Marvel Mare has a rather long backstory. She is the daughter of Lifeforce (Big Mac) and Metamare (Cheerilee). Lifeforce has From a Single Cell regeneration abilities and a fine Earth Pony physique and not much else; Metamare has a high level of autobiokinesis; she can make herself bone armor or grow extra limbs or alter her digestive tract to spit acid; a lot of different powers that take time and a lot of food to get working. Lifeforce derived his powers from Harmony itself, as best scientists could tell; Metamare was a transpony who triggered while receiving an experimental medical operation. They married and had a daughter, and while neither of their powers were directly hereditary, the result of a nigh-divine imperative to survive and a lot of leeway with the laws of biology gave Marvel Mare an extraordinary physiology. Her body is made of thousands of redundant organs and systems to contain damage and more efficiently perform bodily functions; she has superequine speed, strength, and mental acuity and is next to impossible to put down.

The Questing Beast is basically an enormous snake leopard that’s very poisonous, but those traits don’t work well against targets as tough as Earthshaker and Marvel Mare. Once Del and June stopped panicking they could just hold it in place and pound it back to Tartarus. The Beast is technically immortal, but that just means it’ll come back and go after some other poor soul in a year or two.

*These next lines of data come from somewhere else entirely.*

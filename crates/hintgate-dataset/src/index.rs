//! Subtype index over the error-example dataset.

use crate::canonical::{AliasTable, normalize_label};
use crate::csv::{Record, read_records};
use crate::error::DatasetError;
use serde::Serialize;
use std::collections::{BTreeMap, BTreeSet};
use std::fs;
use std::path::Path;

pub const QUERY_COLUMN: &str = "query";
pub const ERROR_SUBTYPE_COLUMN: &str = "error_subtype";

/// One example row. `row_id` comes from the row's source line, never from its
/// content, so editing a subtype label does not renumber anything.
#[derive(Debug, Clone, PartialEq, Eq, Serialize)]
pub struct DatasetRow {
    pub row_id: String,
    pub line: usize,
    pub query: String,
    /// Canonical subtype the row is indexed under.
    pub subtype: String,
    /// Label as written in the source table.
    pub raw_subtype: String,
}

/// Canonical subtype → rows in first-seen order. Read-only once built.
#[derive(Debug, Clone, Default, PartialEq, Eq)]
pub struct SubtypeIndex {
    rows: BTreeMap<String, Vec<DatasetRow>>,
    row_count: usize,
}

impl SubtypeIndex {
    pub fn rows_for(&self, subtype: &str) -> &[DatasetRow] {
        self.rows.get(subtype).map(Vec::as_slice).unwrap_or(&[])
    }

    pub fn contains(&self, subtype: &str) -> bool {
        self.rows.contains_key(subtype)
    }

    pub fn subtypes(&self) -> impl Iterator<Item = &str> {
        self.rows.keys().map(String::as_str)
    }

    pub fn canonical_set(&self) -> BTreeSet<String> {
        self.rows.keys().cloned().collect()
    }

    pub fn row_count(&self) -> usize {
        self.row_count
    }

    pub fn subtype_count(&self) -> usize {
        self.rows.len()
    }

    pub fn is_empty(&self) -> bool {
        self.row_count == 0
    }

    fn push(&mut self, row: DatasetRow) {
        self.rows.entry(row.subtype.clone()).or_default().push(row);
        self.row_count += 1;
    }
}

/// Parse a dataset table into a subtype index.
///
/// Column positions come from the header by name, so reordered sources parse
/// the same. Subtype labels are normalized and folded through `aliases` so
/// that rows labelled with an alias are served for its canonical target.
/// Rows with an empty subtype cell are not indexable and are skipped.
pub fn parse_dataset(
    raw: &str,
    aliases: &AliasTable,
    row_id_prefix: &str,
) -> Result<SubtypeIndex, DatasetError> {
    let records = read_records(raw)?;
    let mut records = records.into_iter();
    let Some(header) = records.next() else {
        return Err(DatasetError::NoDataRows);
    };
    let columns = HeaderColumns::locate(&header)?;

    let mut index = SubtypeIndex::default();
    for record in records {
        let raw_subtype = record
            .fields
            .get(columns.subtype)
            .map(String::as_str)
            .unwrap_or("");
        let normalized = normalize_label(raw_subtype);
        if normalized.is_empty() {
            tracing::debug!(line = record.line, "skipping dataset row without error subtype");
            continue;
        }
        let subtype = aliases.resolve(&normalized).to_string();
        let query = record
            .fields
            .get(columns.query)
            .cloned()
            .unwrap_or_default();
        index.push(DatasetRow {
            row_id: format!("{row_id_prefix}:{}", record.line),
            line: record.line,
            query,
            subtype,
            raw_subtype: raw_subtype.to_string(),
        });
    }

    if index.is_empty() {
        return Err(DatasetError::NoDataRows);
    }
    tracing::debug!(
        rows = index.row_count(),
        subtypes = index.subtype_count(),
        "dataset indexed"
    );
    Ok(index)
}

/// Read and parse a dataset file.
pub fn load_index(
    path: impl AsRef<Path>,
    aliases: &AliasTable,
    row_id_prefix: &str,
) -> Result<SubtypeIndex, DatasetError> {
    let path = path.as_ref();
    let text = fs::read_to_string(path).map_err(|source| DatasetError::Read {
        path: path.display().to_string(),
        source,
    })?;
    parse_dataset(&text, aliases, row_id_prefix)
}

struct HeaderColumns {
    query: usize,
    subtype: usize,
}

impl HeaderColumns {
    fn locate(header: &Record) -> Result<Self, DatasetError> {
        let names: Vec<String> = header
            .fields
            .iter()
            .map(|field| normalize_label(field))
            .collect();
        let position = |column: &str| {
            names
                .iter()
                .position(|name| name == column)
                .ok_or_else(|| DatasetError::MissingColumn {
                    column: column.to_string(),
                    found: names.clone(),
                })
        };
        Ok(Self {
            query: position(QUERY_COLUMN)?,
            subtype: position(ERROR_SUBTYPE_COLUMN)?,
        })
    }
}

#[cfg(test)]
mod tests {
    use super::*;

    fn parse(raw: &str) -> SubtypeIndex {
        parse_dataset(raw, &AliasTable::builtin(), "sql-engage").expect("dataset should parse")
    }

    #[test]
    fn row_ids_follow_source_lines() {
        let index = parse("query,error_subtype\nSELECT 1,incomplete query\n\nSELECT 2,incomplete query\n");
        let rows = index.rows_for("incomplete query");
        let ids: Vec<&str> = rows.iter().map(|row| row.row_id.as_str()).collect();
        assert_eq!(ids, vec!["sql-engage:2", "sql-engage:4"]);
    }

    #[test]
    fn quoted_queries_with_commas_and_quotes_parse_exactly() {
        let index = parse(
            "query,error_subtype\n\"SELECT name, \"\"age\"\" FROM users\",Undefined Column\n",
        );
        let rows = index.rows_for("undefined column");
        assert_eq!(rows.len(), 1);
        assert_eq!(rows[0].query, "SELECT name, \"age\" FROM users");
        assert_eq!(rows[0].raw_subtype, "Undefined Column");
    }

    #[test]
    fn header_lookup_survives_column_reordering() {
        let index = parse("error_subtype,id,Query\nundefined table,7,SELECT * FROM nope\n");
        let rows = index.rows_for("undefined table");
        assert_eq!(rows[0].query, "SELECT * FROM nope");
    }

    #[test]
    fn aliased_rows_are_indexed_under_canonical_subtype() {
        let index = parse("query,error_subtype\nA,unknown column\nB,Unknown Column\n");
        assert!(!index.contains("unknown column"));
        assert_eq!(index.rows_for("undefined column").len(), 2);
    }

    #[test]
    fn first_seen_order_is_preserved_per_subtype() {
        let index = parse("query,error_subtype\nA,x\nB,y\nC,x\n");
        let queries: Vec<&str> = index
            .rows_for("x")
            .iter()
            .map(|row| row.query.as_str())
            .collect();
        assert_eq!(queries, vec!["A", "C"]);
        assert_eq!(index.row_count(), 3);
        assert_eq!(index.subtype_count(), 2);
    }

    #[test]
    fn missing_required_column_is_an_error() {
        let err = parse_dataset("query,subtype\nA,x\n", &AliasTable::builtin(), "sql-engage")
            .expect_err("missing error_subtype must fail");
        match err {
            DatasetError::MissingColumn { column, found } => {
                assert_eq!(column, ERROR_SUBTYPE_COLUMN);
                assert_eq!(found, vec!["query", "subtype"]);
            }
            other => panic!("expected MissingColumn, got {other:?}"),
        }
    }

    #[test]
    fn header_only_table_has_no_data_rows() {
        let err = parse_dataset("query,error_subtype\n\n", &AliasTable::builtin(), "sql-engage")
            .expect_err("no rows must fail");
        assert!(matches!(err, DatasetError::NoDataRows));
    }

    #[test]
    fn empty_input_has_no_data_rows() {
        let err = parse_dataset("", &AliasTable::builtin(), "sql-engage").expect_err("must fail");
        assert!(matches!(err, DatasetError::NoDataRows));
    }

    #[test]
    fn rows_without_subtype_are_skipped() {
        let index = parse("query,error_subtype\nA,\nB\nC,x\n");
        assert_eq!(index.row_count(), 1);
        assert_eq!(index.rows_for("x")[0].row_id, "sql-engage:4");
    }
}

Now to Ponygeist (Star). Ponygeist is the daughter of the Masked Matterhorn, who is a Pegasus who uses an incredibly rare magical metal (let’s just call it thaumite, that sounds cool) and a great deal of technical knowledge to build her horns, which can cast evocation spells. Ponygeist is her daughter and was trained from birth to inherit the Matterhorn’s company and super-heroine identity, and that pressure drove her to desperate measures. The Matterhorn had been experimenting with directly implanting parts of her horn into herself; Ponygeist used that technology to help her become more powerful, botched it badly, and gave herself what amounts to really bad mercury poisoning. In the fallout of the loss her life’s purpose Ponygeist was given by an as yet unknown benefactor her Amulet. It uses the same type of stone as Radience’s bracelets, but is heavily enchanted; a hard to understand syncretism of many different types of magic, with no clear origin. What Ponygeist cared about was that is let her project a proxy, a “ghost” version of herself that could see and pass through solid matter. Inside her body she has a very weak telekinesis, which is just strong enough to, say, clot a vein. She’s basically the scariest sort of ghost, who pops out of the floor and kills you with a hoof through the brain. And Ponygeist used that, too. She became a supervillain after her mother blamed her for her accident and failed to help her recover, and has been living on the lamb after fleeing from the hospital.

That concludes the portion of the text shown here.